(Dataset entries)

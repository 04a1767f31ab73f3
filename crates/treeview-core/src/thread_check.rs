//! Thread affinity checks.
//!
//! Tree events are only ever delivered on the event-dispatch thread. Code that
//! relies on that guarantee can record the dispatch thread in a
//! [`ThreadAffinity`] and assert against it:
//!
//! ```
//! use treeview_core::thread_check::ThreadAffinity;
//!
//! let affinity = ThreadAffinity::current();
//! affinity.debug_assert_same_thread();
//! assert!(affinity.is_same_thread());
//! ```

use std::thread::ThreadId;

/// Records the thread an object or service is bound to.
#[derive(Debug, Clone, Copy, PartialEq, Eq)]
pub struct ThreadAffinity {
    thread_id: ThreadId,
}

impl Default for ThreadAffinity {
    fn default() -> Self {
        Self::current()
    }
}

impl ThreadAffinity {
    /// Bind to the calling thread.
    #[inline]
    pub fn current() -> Self {
        Self {
            thread_id: std::thread::current().id(),
        }
    }

    /// Bind to an arbitrary thread, typically one that was just spawned.
    #[inline]
    pub fn for_thread(thread_id: ThreadId) -> Self {
        Self { thread_id }
    }

    /// The bound thread's ID.
    #[inline]
    pub fn thread_id(&self) -> ThreadId {
        self.thread_id
    }

    /// Check if the calling thread is the bound thread.
    #[inline]
    pub fn is_same_thread(&self) -> bool {
        std::thread::current().id() == self.thread_id
    }

    /// Assert that we are on the bound thread. Active in all builds.
    ///
    /// # Panics
    ///
    /// Panics if called from a different thread.
    #[inline]
    pub fn assert_same_thread(&self) {
        self.assert_same_thread_with_msg("operation performed on the wrong thread")
    }

    /// Assert that we are on the bound thread, with a custom message.
    ///
    /// # Panics
    ///
    /// Panics if called from a different thread.
    pub fn assert_same_thread_with_msg(&self, msg: &str) {
        if !self.is_same_thread() {
            self.panic_wrong_thread(msg);
        }
    }

    /// Debug-only assertion that we are on the bound thread.
    #[inline]
    pub fn debug_assert_same_thread(&self) {
        #[cfg(debug_assertions)]
        self.assert_same_thread();
    }

    #[cold]
    #[inline(never)]
    fn panic_wrong_thread(&self, msg: &str) -> ! {
        let current = std::thread::current();
        let current_name = current.name().unwrap_or("<unnamed>");
        let current_id = current.id();

        panic!(
            "\n\
            ══════════════════════════════════════════════════════════════════════\n\
            THREAD AFFINITY VIOLATION\n\
            ══════════════════════════════════════════════════════════════════════\n\
            \n\
            {msg}\n\
            \n\
            Expected thread: {:?}\n\
            Current thread: \"{current_name}\" (ID: {current_id:?})\n\
            \n\
            Tree events and listener callbacks run on the event-dispatch thread.\n\
            Use EventDispatcher::invoke_later to move work onto it.\n\
            ══════════════════════════════════════════════════════════════════════",
            self.thread_id
        )
    }
}

#[cfg(test)]
mod tests {
    use super::*;

    #[test]
    fn test_thread_affinity_same_thread() {
        let affinity = ThreadAffinity::current();
        assert!(affinity.is_same_thread());
        affinity.assert_same_thread();
        affinity.debug_assert_same_thread();
    }

    #[test]
    fn test_thread_affinity_for_spawned_thread() {
        let handle = std::thread::spawn(|| std::thread::current().id());
        let spawned_id = handle.thread().id();
        handle.join().unwrap();

        let affinity = ThreadAffinity::for_thread(spawned_id);
        assert_eq!(affinity.thread_id(), spawned_id);
        assert!(!affinity.is_same_thread());
    }

    #[test]
    fn test_thread_affinity_panic_on_wrong_thread() {
        let affinity = ThreadAffinity::current();

        let result = std::thread::spawn(move || {
            affinity.assert_same_thread_with_msg("listener ran off the dispatch thread");
        })
        .join();

        assert!(result.is_err(), "Expected thread to panic with affinity violation");
    }

    #[test]
    fn test_thread_affinity_default() {
        assert!(ThreadAffinity::default().is_same_thread());
    }
}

=== Task to complete ===
Gather up every line in the data above that contains the word "move", copying each one.

=== Solution for this exercise ===
            Use EventDispatcher::invoke_later to move work onto it.\n\
        let result = std::thread::spawn(move || {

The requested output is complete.